14 de Fevereiro de 2017

Li um livro e fiquei com vontade de morar na Dinamarca

Que livro! Sabe quando você começa a ler um livro como uma pessoa e sai dele completamente diferente? Depois de ler O Segredo da Dinamarca eu saí do livro com uma bagagem cultural ainda maior, com aprendizados que só teria se tivesse a oportunidade de morar alguns meses no país, com a possibilidade de fazer comparações que não teria como fazer antes e de pensar no que poderia melhorar por aqui.

O Segredo da Dinamarca me fez pensar e repensar sobre felicidade. Como muitas vezes depositamos no outro algo que é uma responsabilidade nossa. É claro que outras pessoas podem nos proporcionar momentos e pequenos instantes mais felizes, mas isso não pode ser fundamental para que alcancemos diariamente momentos de felicidade. Ela tem que partir da gente, sempre.

Aprendi tantas, tantas coisas…

Saí do livro com uma vontade gigantesca de viver uma experiência naquele país gelado, frio, mas com uma igualdade social que deveria servir de exemplo para o mundo inteiro. Um dos impostos mais altos do mundo, mas com o Estado realmente tomando conta de toda a sua população. Na Dinamarca, toda profissão é valorizada e você pode realmente escolher fazer o que ama, sem que tenha toda aquela pressão de escolha por melhores salários nas profissões que você nunca sonhou em fazer.

É um país que valoriza e trabalha para que todos tenham as mesmas oportunidades. Ensina as crianças a questionarem, pensarem por conta própria, serem mais justas e gentis. Na Dinamarca ninguém tranca as crianças em redomas de proteção. É importante que eles caiam, levantem, aprendam o motivo de terem caído.

A Dinamarca é o país mais feliz do mundo, mas não quer dizer que seja o país das pessoas mais simpáticas. Longe disso. Mas eles não associam simpatia a felicidade. Quando eles sorriem para você desejando um bom dia, não é apenas uma gentileza dita da boca para fora, é realmente o desejo de que o seu dia seja incrível.
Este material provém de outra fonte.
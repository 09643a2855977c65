pub mod backup;
pub mod bus;
pub mod config;
pub mod db;
pub mod export;
pub mod init;
pub mod leave;
pub mod list;
pub mod log;
pub mod notify;
pub mod scan;
pub mod schedule;
pub mod station;
pub mod student;

use crate::config::Config;
use crate::db::initialize::init_db;
use crate::db::pool::DbPool;
use crate::errors::AppResult;

/// Open the configured database with the schema up to date.
pub(crate) fn open_pool(cfg: &Config) -> AppResult<DbPool> {
    let pool = DbPool::new(&cfg.database)?;
    init_db(&pool.conn)?;
    Ok(pool)
}

/// Cooldown window from the CLI override or the configuration.
pub(crate) fn cooldown_window(cfg: &Config, overridden: Option<u64>) -> chrono::Duration {
    // one day is already far past any sensible window
    let secs = overridden.unwrap_or(cfg.cooldown_seconds).min(86_400);
    chrono::Duration::seconds(secs as i64)
}
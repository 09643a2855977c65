use crate::cli::parser::Commands;
use crate::config::Config;
use crate::core::audit::AuditLogic;
use crate::db::initialize::init_db;
use crate::db::migrate::run_pending_migrations;
use crate::db::pool::DbPool;
use crate::db::stats;
use crate::errors::AppResult;
use crate::utils::colors::{CYAN, GREEN, RED, RESET, YELLOW};

pub fn handle(cmd: &Commands, cfg: &Config) -> AppResult<()> {
    if let Commands::Db {
        migrate,
        check,
        vacuum,
        info,
    } = cmd
    {
        let pool = DbPool::new(&cfg.database)?;

        if *migrate {
            println!("{}▶ Running migrations…{}", CYAN, RESET);
            let n = run_pending_migrations(&pool.conn)?;
            println!("{}✔ Migration completed ({} applied).{}\n", GREEN, n, RESET);
        } else {
            init_db(&pool.conn)?;
        }

        if *info {
            stats::print_db_info(&pool, &cfg.database)?;
        }

        if *check {
            println!("{}▶ Running integrity check…{}", CYAN, RESET);

            let integrity: String = pool
                .conn
                .query_row("PRAGMA integrity_check;", [], |row| row.get(0))?;

            if integrity == "ok" {
                println!("{}✔ Integrity check passed.{}\n", GREEN, RESET);
            } else {
                println!("{}✘ Integrity check failed:{} {}\n", RED, RESET, integrity);
            }

            println!("{}▶ Checking IN/OUT alternation…{}", CYAN, RESET);
            let violations = AuditLogic::check_alternation(&pool)?;

            if violations.is_empty() {
                println!("{}✔ Alternation check passed.{}\n", GREEN, RESET);
            } else {
                println!(
                    "{}✘ {} record(s) break the IN/OUT alternation:{}",
                    YELLOW,
                    violations.len(),
                    RESET
                );
                for v in &violations {
                    println!(
                        "  #{:<5} {} {} {} {} (previous: {})",
                        v.record.id,
                        v.record.student_id,
                        v.record.date_str(),
                        v.record.time_str(),
                        v.record.direction,
                        v.previous
                            .map(|d| d.to_string())
                            .unwrap_or_else(|| "none".to_string())
                    );
                }
                println!();
            }
        }

        if *vacuum {
            println!("{}▶ Running VACUUM…{}", CYAN, RESET);
            pool.conn.execute_batch("VACUUM;")?;
            println!("{}✔ Vacuum completed.{}\n", GREEN, RESET);
        }
    }

    Ok(())
}
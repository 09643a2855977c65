//! Interactive scanning station: one resolver, one session cache, one
//! input line per scan.

use crate::core::cache::ScanCache;
use crate::core::resolver::{AttendanceResolver, ScanDecision};
use crate::db::store::AttendanceStore;
use crate::errors::AppResult;
use crate::models::qr::ScanInput;
use crate::ui::messages::{error, info, success, warning};
use chrono::Utc;
use std::io::BufRead;

/// Counters printed when the session ends.
#[derive(Debug, Default, Clone, Copy, PartialEq, Eq)]
pub struct StationStats {
    pub accepted: usize,
    pub rejected: usize,
    pub failed: usize,
    pub opaque: usize,
}

/// Print the outcome of one resolution the way every scanning surface does.
pub fn report_decision(decision: &ScanDecision) {
    match decision {
        ScanDecision::Accepted {
            record,
            notification,
        } => {
            success(format!(
                "{} ({}) marked {} at {} at {}",
                record.student_name,
                record.student_id,
                record.direction,
                record.location,
                record.time_str()
            ));
            info(format!(
                "Notification #{} for {}: {}",
                notification.id,
                if notification.parent_name.is_empty() {
                    "parent"
                } else {
                    notification.parent_name.as_str()
                },
                notification.message
            ));
        }
        ScanDecision::RecentScan {
            student_id,
            student_name,
            direction,
            elapsed,
        } => {
            warning(format!(
                "Recent scan: {} ({}) was already marked {} {}s ago",
                student_name,
                student_id,
                direction,
                elapsed.num_seconds().max(0)
            ));
        }
    }
}

fn is_quit(line: &str) -> bool {
    matches!(line.to_ascii_lowercase().as_str(), "quit" | "exit" | "q")
}

/// Read scans from `reader` until EOF or `quit`.
///
/// Per-scan failures are reported and the loop goes on; only an I/O error
/// on the input itself ends the session with an error.
pub fn run_station<R, S, C>(
    reader: R,
    resolver: &mut AttendanceResolver<'_, S, C>,
    manual: bool,
) -> AppResult<StationStats>
where
    R: BufRead,
    S: AttendanceStore,
    C: ScanCache,
{
    let mut stats = StationStats::default();

    for line in reader.lines() {
        let line = line?;
        let raw = line.trim();

        if raw.is_empty() {
            continue;
        }
        if is_quit(raw) {
            break;
        }

        let id = match ScanInput::parse(raw, manual) {
            Ok(ScanInput::Student { id_number, .. }) => id_number,
            Ok(ScanInput::Opaque(data)) => {
                warning(format!("QR code scanned: {}", data));
                stats.opaque += 1;
                continue;
            }
            Err(e) => {
                error(e);
                stats.failed += 1;
                continue;
            }
        };

        match resolver.resolve(&id, Utc::now()) {
            Ok(decision) => {
                report_decision(&decision);
                match decision {
                    ScanDecision::Accepted { .. } => stats.accepted += 1,
                    ScanDecision::RecentScan { .. } => stats.rejected += 1,
                }
            }
            Err(e) if e.is_transient() => {
                warning(e);
                stats.failed += 1;
            }
            Err(e) => {
                error(e);
                stats.failed += 1;
            }
        }
    }

    Ok(stats)
}
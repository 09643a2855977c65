use crate::export::ExportFormat;
use crate::models::scanner::ScannerKind;
use clap::{ArgGroup, Parser, Subcommand};

/// Command-line interface definition for rPickup
/// School pickup attendance: QR scans at the bus and the school gate
#[derive(Parser)]
#[command(
    name = "rpickup",
    version = env!("CARGO_PKG_VERSION"),
    about = "School pickup attendance: resolve QR scans into IN/OUT events and notify parents",
    long_about = None
)]
pub struct Cli {
    /// Override database path (useful for tests or custom DB)
    #[arg(global = true, long = "db")]
    pub db: Option<String>,

    /// Run in test mode (no config file update)
    #[arg(global = true, long = "test", hide = true)]
    pub test: bool,

    #[command(subcommand)]
    pub command: Commands,
}

#[derive(Subcommand)]
pub enum Commands {
    /// Initialize the database and configuration
    Init,

    /// Manage the configuration file (view or edit)
    Config {
        #[arg(long = "print", help = "Print the current configuration file")]
        print_config: bool,

        #[arg(
            long = "edit",
            help = "Edit the configuration file (default editor: $EDITOR, or nano/notepad)"
        )]
        edit_config: bool,

        #[arg(
            long = "editor",
            help = "Specify the editor to use (vim, nano, or custom path)"
        )]
        editor: Option<String>,
    },

    /// Manage the database (migrations, integrity checks, etc.)
    Db {
        #[arg(long = "migrate", help = "Run pending database migrations")]
        migrate: bool,

        #[arg(long = "check", help = "Check integrity and IN/OUT alternation")]
        check: bool,

        #[arg(long = "vacuum", help = "Optimize the database using VACUUM")]
        vacuum: bool,

        #[arg(long = "info", help = "Show database information")]
        info: bool,
    },

    /// Print the internal log table
    Log {
        #[arg(long = "print", help = "Print rows from the internal log table")]
        print: bool,
    },

    /// Manage student profiles
    Student {
        #[command(subcommand)]
        action: StudentAction,
    },

    /// Resolve a single scan and record the IN/OUT event
    Scan {
        /// Checkpoint kind
        #[arg(long, value_enum, default_value = "school")]
        scanner: ScannerKind,

        /// Raw QR payload as read from the card
        #[arg(long, conflicts_with = "id", required_unless_present = "id")]
        qr: Option<String>,

        /// Student ID typed by the operator
        #[arg(long)]
        id: Option<String>,

        /// Station name; scans sharing it share the duplicate window
        #[arg(long)]
        station: Option<String>,

        /// Override the cooldown window (seconds)
        #[arg(long)]
        cooldown: Option<u64>,
    },

    /// Run a scanning station reading one scan per line from stdin
    Station {
        #[arg(long, value_enum, default_value = "school")]
        scanner: ScannerKind,

        /// Treat each line as a typed student ID instead of a QR payload
        #[arg(long)]
        manual: bool,

        /// Override the cooldown window (seconds)
        #[arg(long)]
        cooldown: Option<u64>,
    },

    /// List attendance records
    List {
        #[arg(long, help = "Filter by student ID")]
        student: Option<String>,

        #[arg(long, help = "Filter by local date (YYYY-MM-DD)")]
        date: Option<String>,

        #[arg(long, value_enum, help = "Filter by checkpoint kind")]
        scanner: Option<ScannerKind>,

        #[arg(long, help = "Filter by direction (in/out)")]
        direction: Option<String>,

        #[arg(long = "summary", help = "One row per student and day")]
        summary: bool,
    },

    /// Parent notifications
    Notify {
        #[command(subcommand)]
        action: NotifyAction,
    },

    /// Leave applications
    Leave {
        #[command(subcommand)]
        action: LeaveAction,
    },

    /// School bus registry
    Bus {
        #[command(subcommand)]
        action: BusAction,
    },

    /// Bus departure schedules
    Schedule {
        #[command(subcommand)]
        action: ScheduleAction,
    },

    /// Export attendance records
    Export {
        #[arg(long, value_enum, default_value = "csv")]
        format: ExportFormat,

        #[arg(long, value_name = "FILE")]
        file: String,

        #[arg(long, help = "Only this student ID")]
        student: Option<String>,

        #[arg(long, short = 'f')]
        force: bool,
    },

    /// Create a backup copy of the database
    Backup {
        #[arg(long, value_name = "FILE")]
        file: String,

        #[arg(long)]
        compress: bool,

        #[arg(long, short = 'f')]
        force: bool,
    },
}

#[derive(Subcommand)]
pub enum StudentAction {
    /// Register a student and generate the card payload
    Add {
        #[arg(long)]
        id: String,
        #[arg(long)]
        name: String,
        #[arg(long)]
        class: String,
        #[arg(long = "parent-name")]
        parent_name: String,
        #[arg(long = "parent-contact")]
        parent_contact: String,
        #[arg(long = "parent-email")]
        parent_email: Option<String>,
        #[arg(long = "parent-address")]
        parent_address: String,
        #[arg(long)]
        photo: Option<String>,
        /// Name of a registered bus
        #[arg(long)]
        bus: Option<String>,
    },

    /// List students
    List {
        #[arg(long)]
        class: Option<String>,
    },

    /// Show one student and the QR payload of the card
    Show { id: String },

    /// Update fields of a student; the card payload is regenerated
    Edit {
        id: String,
        #[arg(long)]
        name: Option<String>,
        #[arg(long)]
        class: Option<String>,
        #[arg(long = "parent-name")]
        parent_name: Option<String>,
        #[arg(long = "parent-contact")]
        parent_contact: Option<String>,
        #[arg(long = "parent-email")]
        parent_email: Option<String>,
        #[arg(long = "parent-address")]
        parent_address: Option<String>,
        #[arg(long)]
        photo: Option<String>,
        /// Bus name; an empty value unlinks the student
        #[arg(long)]
        bus: Option<String>,
    },

    /// Delete a student profile (attendance is kept)
    Del { id: String },
}

#[derive(Subcommand)]
pub enum NotifyAction {
    /// List notifications for a parent email, a student, or everyone
    #[command(group(ArgGroup::new("who").required(true).args(["parent", "student", "all"])))]
    List {
        #[arg(long = "parent")]
        parent: Option<String>,

        #[arg(long)]
        student: Option<String>,

        /// Every notification (admin view)
        #[arg(long)]
        all: bool,

        #[arg(long)]
        unread: bool,
    },

    /// Mark one notification, or all of a parent's, as read
    Read {
        #[arg(conflicts_with = "all", required_unless_present = "all")]
        id: Option<i64>,

        /// Parent email whose notifications are all marked read
        #[arg(long, value_name = "EMAIL")]
        all: Option<String>,
    },
}

#[derive(Subcommand)]
pub enum LeaveAction {
    /// Submit a leave application
    Add {
        #[arg(long)]
        name: String,
        #[arg(long)]
        class: String,
        #[arg(long)]
        roll: String,
        #[arg(long)]
        reason: String,
        /// First day (YYYY-MM-DD)
        #[arg(long)]
        from: String,
        /// Last day (YYYY-MM-DD)
        #[arg(long)]
        to: String,
    },

    /// List applications
    List {
        #[arg(long)]
        pending: bool,
    },

    /// Approve a pending application
    Approve { id: i64 },

    /// Reject a pending application
    Reject { id: i64 },

    /// Latest application for a roll number
    Status { roll: String },
}

#[derive(Subcommand)]
pub enum BusAction {
    /// Register a bus and its driver
    Add {
        name: String,
        #[arg(long = "driver-name")]
        driver_name: String,
        #[arg(long = "driver-contact")]
        driver_contact: String,
    },

    /// List buses with the number of students riding each
    List,

    /// Update a bus
    Edit {
        name: String,
        /// New bus name
        #[arg(long = "name")]
        new_name: Option<String>,
        #[arg(long = "driver-name")]
        driver_name: Option<String>,
        #[arg(long = "driver-contact")]
        driver_contact: Option<String>,
    },

    /// Delete a bus and its schedules (riders are unlinked)
    Del { name: String },
}

#[derive(Subcommand)]
pub enum ScheduleAction {
    /// Add a departure for a bus
    Add {
        #[arg(long)]
        bus: String,
        /// Day (YYYY-MM-DD)
        #[arg(long)]
        date: String,
        /// Departure time (HH:MM)
        #[arg(long)]
        time: String,
        #[arg(long, default_value = "")]
        info: String,
    },

    /// List schedules
    List {
        #[arg(long)]
        bus: Option<String>,
        /// Day (YYYY-MM-DD)
        #[arg(long)]
        date: Option<String>,
    },

    /// Change time or info; parents of riders are notified
    Edit {
        id: i64,
        #[arg(long)]
        time: Option<String>,
        #[arg(long)]
        info: Option<String>,
    },
}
Por isso, não ficam sorrindo e dizendo isso o tempo todo.

os pais tiram várias semanas de licença paternidade e são tão responsáveis pela criação dos filhos quanto as mães. As horas de trabalho são menores do que na maioria dos países, eles valorizam a produtividade e não o tempo que se passa trabalhando.

E como gostam de beber! Passei o livro inteiro com uma vontade enorme de degustar uma Carlsberg. Também fiquei louca para conhecer Copenhague e todos os restaurantes estrelados, com comidas nórdicas.

Terminei o livro com uma vontade louca de pesquisar preços de passagem agora mesmo e de arrumar a mala para conhecer o país mais feliz do mundo. Que experiência maravilhosa a autora Helen Russell teve a oportunidade de viver. Uma casa, no meio do nada, de frente para o mar. Já tem uns dois anos que tenho um sonho parecido. Uma vontade enorme de sair do meio de tanta coisa e ir morar em um lugar calmo, de frente para o mar, com menos desespero para querer sempre mais.

Antes de ler O Segredo da Dinamarca, esse era um país que nem passava no meu radar. Não era um destino que tinha curiosidade de conhecer. Mas hoje, acho que encaro o meu pavor de avião para visitar, nem que seja por apenas duas semanas.  

Recomendo esse livro para todos os brasileiros. No momento que vivemos, com tanta gente cheia de certezas, com tanta briga sobre esquerda e direita e tantos achismos políticos, é uma excelente leitura para sair um pouco da caixinha e poder conhecer um pouco mais do que deu certo em outros países. Como a Dinamarca conseguiu ser o país mais feliz do mundo? Também recomendo para todos que queiram pensar um pouco mais sobre felicidade. É um livro imperdível para todos! Vou sentir saudades de O Segredo da Dinamarca e tudo que aprendi com a leitura. Ler é sempre bom demais!